With more than 230 homicides in the city this year, Philadelphia is on pace to surpass last year's total of 406 killings and reach the highest total in a decade.

As Street and Ross visited the bar, detectives were investigating the latest homicide in the city: the shooting at 1 p.m. yesterday of a 26-year-old man during an apparent robbery in a combination barbershop-variety store at 63d and Race Streets in West Philadelphia's Haddington section.

But in that case, police were questioning three witnesses.

Both Street and Johnson pointed to the proliferation of guns in the city as a driving force behind the rising homicide rate, but their messages focused on the destructive power of an "anti-snitching" culture that protects killers.

"There have to be witnesses," Street said outside the bar, where yet another memorial of stuffed animals and handwritten notes had been erected. "Someone knows who did this."

Street said the city would padlock the bar until witnesses come forward.

"It's not snitching; it's cooperating," Ross said.

Street said the city cannot overcome the crisis only through arrests.

He said that over the weekend, 9,074 inmates were in city jails, the highest number he could remember in 30 years as an elected official.

The weekend death toll for the 72-hour period that started at 12:01 a.m.
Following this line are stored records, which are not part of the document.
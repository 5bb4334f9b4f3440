use crate::config::Config;
use crate::output::print_json;
use clap::Subcommand;
use leadmate_core::chat::ChatMessage;
use leadmate_core::types::{AgentKind, EntityId, MessageRole};

#[derive(Subcommand)]
pub enum ChatSubcommand {
    /// Send a message to an agent (document_qa | tech_stack | team_formation | code_analysis)
    Send {
        agent: AgentKind,
        #[arg(required = true)]
        message: Vec<String>,
        /// Scope the conversation to a project (default: your lead context)
        #[arg(long)]
        project: Option<String>,
    },
    /// Show an agent conversation
    History {
        agent: AgentKind,
        #[arg(long)]
        project: Option<String>,
    },
    /// Forget the local conversation with an agent
    Clear {
        agent: AgentKind,
        #[arg(long)]
        project: Option<String>,
    },
}

pub async fn run(config: &Config, subcmd: ChatSubcommand, json: bool) -> anyhow::Result<()> {
    match subcmd {
        ChatSubcommand::Send {
            agent,
            message,
            project,
        } => send(config, agent, &message.join(" "), project, json).await,
        ChatSubcommand::History { agent, project } => history(config, agent, project, json).await,
        ChatSubcommand::Clear { agent, project } => clear(config, agent, project).await,
    }
}

fn print_transcript(messages: &[ChatMessage]) {
    for message in messages {
        let who = match message.role {
            MessageRole::User => "you",
            MessageRole::Assistant => "agent",
        };
        println!("{who}> {}", message.content);
    }
}

async fn send(
    config: &Config,
    agent: AgentKind,
    message: &str,
    project: Option<String>,
    json: bool,
) -> anyhow::Result<()> {
    let project = project.map(EntityId::new);
    let mut dashboard = super::connect(config).await?;

    let key = dashboard.open_chat(agent, project.clone()).await?;
    let result = dashboard.send_chat(agent, project, message).await;

    if json {
        if let Ok(reply) = &result {
            print_json(&serde_json::json!({ "agent": agent, "reply": reply }))?;
        }
    } else {
        // the session holds the full exchange, error bubble included
        print_transcript(dashboard.chats.messages(&key));
    }
    result.map(drop).map_err(Into::into)
}

async fn history(
    config: &Config,
    agent: AgentKind,
    project: Option<String>,
    json: bool,
) -> anyhow::Result<()> {
    let project = project.map(EntityId::new);
    let mut dashboard = super::connect(config).await?;
    let key = dashboard.open_chat(agent, project).await?;

    let messages = dashboard.chats.messages(&key);
    if json {
        print_json(&messages)?;
        return Ok(());
    }
    if messages.is_empty() {
        println!("No messages with {agent} yet.");
        return Ok(());
    }
    print_transcript(messages);
    Ok(())
}

async fn clear(config: &Config, agent: AgentKind, project: Option<String>) -> anyhow::Result<()> {
    let project = project.map(EntityId::new);
    let mut dashboard = super::connect(config).await?;
    dashboard.clear_chat(agent, project)?;
    println!("Cleared {agent} conversation.");
    Ok(())
}
// ---------------------------------------------------------------------------
// Tests
// ---------------------------------------------------------------------------

#[cfg(test)]
mod tests {
    use super::*;
    use crate::task::Task;
    use crate::types::TaskStatus;

    fn setup() -> (Coordinator<Task>, Collection<Task>) {
        (Coordinator::new(), Collection::new())
    }

    fn dispatch<T: std::fmt::Debug>(s: Submission<T>) -> Dispatch<T> {
        match s {
            Submission::Dispatch(d) => d,
            other => panic!("expected dispatch, got {other:?}"),
        }
    }

    fn seed(col: &mut Collection<Task>, ids: &[&str]) {
        for id in ids {
            col.upsert(Task::new(*id, format!("Task {id}")));
        }
    }

    #[test]
    fn update_commit_keeps_optimistic_state() {
        let (mut eng, mut col) = setup();
        seed(&mut col, &["t1"]);

        let moved = col.get(&"t1".into()).unwrap().clone().with_status(TaskStatus::InProgress);
        let d = dispatch(eng.submit(&mut col, Mutation::Update(moved)).unwrap());
        // optimistic: visible before the request resolves
        assert_eq!(col.get(&"t1".into()).unwrap().status, TaskStatus::InProgress);

        let c = eng.commit(&mut col, d.ticket, Confirmation::Updated).unwrap();
        assert_eq!(c.resolution, Resolution::Committed);
        assert_eq!(col.get(&"t1".into()).unwrap().status, TaskStatus::InProgress);
        assert!(eng.is_idle());
    }

    #[test]
    fn failed_transition_restores_exact_prior_column() {
        let (mut eng, mut col) = setup();
        seed(&mut col, &["t1"]);
        let t1 = col.get(&"t1".into()).unwrap().clone();

        let moved = t1.clone().with_status(TaskStatus::InProgress);
        let d = dispatch(eng.submit(&mut col, Mutation::Update(moved)).unwrap());
        let c = eng.reject(&mut col, d.ticket).unwrap();

        assert_eq!(c.resolution, Resolution::Reverted);
        // back to todo, never "some" other column
        assert_eq!(col.get(&"t1".into()).unwrap().status, TaskStatus::Todo);
    }

    #[test]
    fn failed_delete_restores_exact_position() {
        let (mut eng, mut col) = setup();
        seed(&mut col, &["t1", "t2", "t3"]);

        let d = dispatch(eng.submit(&mut col, Mutation::Delete("t2".into())).unwrap());
        assert!(!col.contains(&"t2".into()));

        eng.reject(&mut col, d.ticket).unwrap();
        let ids: Vec<_> = col.iter().map(|t| t.id.as_str()).collect();
        assert_eq!(ids, vec!["t1", "t2", "t3"]);
    }

    #[test]
    fn create_commit_rebinds_placeholder_to_server_id() {
        let (mut eng, mut col) = setup();
        let placeholder = eng.placeholder_id();
        let draft = Task::new(placeholder.clone(), "New card");

        let d = dispatch(eng.submit(&mut col, Mutation::Create(draft)).unwrap());
        assert!(col.contains(&placeholder));

        let server = Task::new("t99", "New card");
        eng.commit(&mut col, d.ticket, Confirmation::Created(server)).unwrap();
        assert!(!col.contains(&placeholder));
        assert_eq!(col.get(&"t99".into()).unwrap().title, "New card");
        // position unchanged: still the only, first entry
        assert_eq!(col.position(&"t99".into()), Some(0));
    }

    #[test]
    fn create_reject_removes_placeholder() {
        let (mut eng, mut col) = setup();
        let placeholder = eng.placeholder_id();
        let d = dispatch(
            eng.submit(&mut col, Mutation::Create(Task::new(placeholder.clone(), "New")))
                .unwrap(),
        );
        eng.reject(&mut col, d.ticket).unwrap();
        assert!(col.is_empty());
        assert!(eng.is_idle());
    }

    #[test]
    fn second_mutation_on_same_entity_queues() {
        let (mut eng, mut col) = setup();
        seed(&mut col, &["t1"]);
        let t1 = col.get(&"t1".into()).unwrap().clone();

        let d1 = dispatch(
            eng.submit(&mut col, Mutation::Update(t1.clone().with_status(TaskStatus::InProgress)))
                .unwrap(),
        );
        let s2 = eng
            .submit(&mut col, Mutation::Update(t1.clone().with_status(TaskStatus::Completed)))
            .unwrap();
        assert!(matches!(s2, Submission::Queued));
        // queued mutation has not applied yet
        assert_eq!(col.get(&"t1".into()).unwrap().status, TaskStatus::InProgress);

        let c1 = eng.commit(&mut col, d1.ticket, Confirmation::Updated).unwrap();
        let d2 = c1.follow_up.expect("queued update should activate");
        assert_eq!(col.get(&"t1".into()).unwrap().status, TaskStatus::Completed);

        eng.commit(&mut col, d2.ticket, Confirmation::Updated).unwrap();
        assert!(eng.is_idle());
    }

    #[test]
    fn mutations_on_different_entities_run_concurrently() {
        let (mut eng, mut col) = setup();
        seed(&mut col, &["t1", "t2"]);
        let t1 = col.get(&"t1".into()).unwrap().clone();
        let t2 = col.get(&"t2".into()).unwrap().clone();

        let s1 = eng
            .submit(&mut col, Mutation::Update(t1.with_status(TaskStatus::InProgress)))
            .unwrap();
        let s2 = eng
            .submit(&mut col, Mutation::Update(t2.with_status(TaskStatus::Completed)))
            .unwrap();
        assert!(matches!(s1, Submission::Dispatch(_)));
        assert!(matches!(s2, Submission::Dispatch(_)));
    }

    #[test]
    fn delete_dominates_inflight_update_on_success() {
        let (mut eng, mut col) = setup();
        seed(&mut col, &["t1"]);
        let t1 = col.get(&"t1".into()).unwrap().clone();

        let d1 = dispatch(
            eng.submit(&mut col, Mutation::Update(t1.with_status(TaskStatus::InProgress)))
                .unwrap(),
        );
        let s2 = eng.submit(&mut col, Mutation::Delete("t1".into())).unwrap();
        assert!(matches!(s2, Submission::Queued));
        assert!(!col.contains(&"t1".into()));

        // update succeeds, but must not resurrect the entity
        let c1 = eng.commit(&mut col, d1.ticket, Confirmation::Updated).unwrap();
        assert_eq!(c1.resolution, Resolution::Superseded);
        assert!(!col.contains(&"t1".into()));

        // the superseding delete now goes out
        let d2 = c1.follow_up.expect("delete should dispatch after update settles");
        assert!(matches!(d2.request, Request::Delete(ref id) if id.as_str() == "t1"));
        eng.commit(&mut col, d2.ticket, Confirmation::Deleted).unwrap();
        assert!(!col.contains(&"t1".into()));
        assert!(eng.is_idle());
    }

    #[test]
    fn delete_dominates_inflight_update_on_failure() {
        let (mut eng, mut col) = setup();
        seed(&mut col, &["t1"]);
        let t1 = col.get(&"t1".into()).unwrap().clone();

        let d1 = dispatch(
            eng.submit(&mut col, Mutation::Update(t1.with_status(TaskStatus::InProgress)))
                .unwrap(),
        );
        eng.submit(&mut col, Mutation::Delete("t1".into())).unwrap();

        // update fails; its rollback must not resurrect the entity either
        let c1 = eng.reject(&mut col, d1.ticket).unwrap();
        assert_eq!(c1.resolution, Resolution::Superseded);
        assert!(!col.contains(&"t1".into()));
        assert!(c1.follow_up.is_some());
    }

    #[test]
    fn update_after_delete_is_rejected() {
        let (mut eng, mut col) = setup();
        seed(&mut col, &["t1"]);
        let t1 = col.get(&"t1".into()).unwrap().clone();

        eng.submit(&mut col, Mutation::Delete("t1".into())).unwrap();
        let result = eng.submit(&mut col, Mutation::Update(t1));
        assert!(matches!(result, Err(LeadMateError::EntityNotFound(_))));
    }

    #[test]
    fn create_then_immediate_delete_settles_locally() {
        let (mut eng, mut col) = setup();
        let placeholder = eng.placeholder_id();
        let d1 = dispatch(
            eng.submit(&mut col, Mutation::Create(Task::new(placeholder.clone(), "Ephemeral")))
                .unwrap(),
        );

        let s2 = eng.submit(&mut col, Mutation::Delete(placeholder.clone())).unwrap();
        assert!(matches!(s2, Submission::Settled));
        assert!(col.is_empty());

        // create nonetheless succeeds server-side: a deferred delete goes out
        // carrying the server id, never the placeholder
        let c1 = eng
            .commit(&mut col, d1.ticket, Confirmation::Created(Task::new("t7", "Ephemeral")))
            .unwrap();
        assert_eq!(c1.resolution, Resolution::Superseded);
        assert!(col.is_empty());
        let d2 = c1.follow_up.expect("deferred delete expected");
        assert!(matches!(d2.request, Request::Delete(ref id) if id.as_str() == "t7"));

        eng.commit(&mut col, d2.ticket, Confirmation::Deleted).unwrap();
        assert!(col.is_empty());
        assert!(eng.is_idle());
    }

    #[test]
    fn create_then_delete_with_failed_create_needs_no_follow_up() {
        let (mut eng, mut col) = setup();
        let placeholder = eng.placeholder_id();
        let d1 = dispatch(
            eng.submit(&mut col, Mutation::Create(Task::new(placeholder.clone(), "Ephemeral")))
                .unwrap(),
        );
        eng.submit(&mut col, Mutation::Delete(placeholder)).unwrap();

        let c1 = eng.reject(&mut col, d1.ticket).unwrap();
        assert_eq!(c1.resolution, Resolution::Superseded);
        assert!(c1.follow_up.is_none());
        assert!(col.is_empty());
        assert!(eng.is_idle());
    }

    #[test]
    fn delete_of_missing_id_settles() {
        let (mut eng, mut col) = setup();
        let s = eng.submit(&mut col, Mutation::Delete("ghost".into())).unwrap();
        assert!(matches!(s, Submission::Settled));
    }

    #[test]
    fn delete_supersedes_queued_updates() {
        let (mut eng, mut col) = setup();
        seed(&mut col, &["t1"]);
        let t1 = col.get(&"t1".into()).unwrap().clone();

        let d1 = dispatch(
            eng.submit(&mut col, Mutation::Update(t1.clone().with_status(TaskStatus::InProgress)))
                .unwrap(),
        );
        eng.submit(&mut col, Mutation::Update(t1.clone().with_status(TaskStatus::Completed)))
            .unwrap();
        eng.submit(&mut col, Mutation::Delete("t1".into())).unwrap();

        let c1 = eng.commit(&mut col, d1.ticket, Confirmation::Updated).unwrap();
        // the follow-up is the delete, not the queued (now superseded) update
        let d2 = c1.follow_up.unwrap();
        assert!(matches!(d2.request, Request::Delete(_)));
        let c2 = eng.commit(&mut col, d2.ticket, Confirmation::Deleted).unwrap();
        assert!(c2.follow_up.is_none());
        assert!(!col.contains(&"t1".into()));
        assert!(eng.is_idle());
    }

    #[test]
    fn unknown_ticket_errors() {
        let (mut eng, mut col) = setup();
        assert!(matches!(
            eng.commit(&mut col, 404, Confirmation::Updated),
            Err(LeadMateError::UnknownTicket(404))
        ));
    }

    #[test]
    fn update_of_unknown_entity_errors() {
        let (mut eng, mut col) = setup();
        let result = eng.submit(&mut col, Mutation::Update(Task::new("ghost", "?")));
        assert!(matches!(result, Err(LeadMateError::EntityNotFound(_))));
    }
}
Friday rose to seven yesterday when the name of Kyel Nottingham, 22, was added to the homicide log book.

Nottingham, of the 100 block of South 61st Street, and another man were shot about noon Saturday at 58th and Sansom Streets in West Philadelphia for reasons that were under investigation. Nottingham died Sunday afternoon at the Hospital of the University of Pennsylvania.

Police also identified the victims of two other homicides over the weekend.

Tyrone Campbell, a 20-year-old SEPTA maintenance worker from West Oak Lane, was shot and killed during an apparent robbery around 5:15 a.m. Sunday on the 1700 block of Dauphin Street in North Philadelphia, officials said.

Detectives were still seeking a motive in the fatal stabbing Saturday night in Franklinville of Joseph Harrington, 18, of Juniata Park.

Johnson said police were working "around the clock" to solve the crimes, and he pointed to an arrest last week in the fatal assault on 69-year-old Kwok Ho in Oxford Circle as an example of what can happen when witnesses help investigators.

"This thing about being afraid kind of bothers me," the commissioner said. "We're not afraid to go to Afghanistan. . . . We're not afraid to go to Iraq, but we're afraid to stand up for our own communities."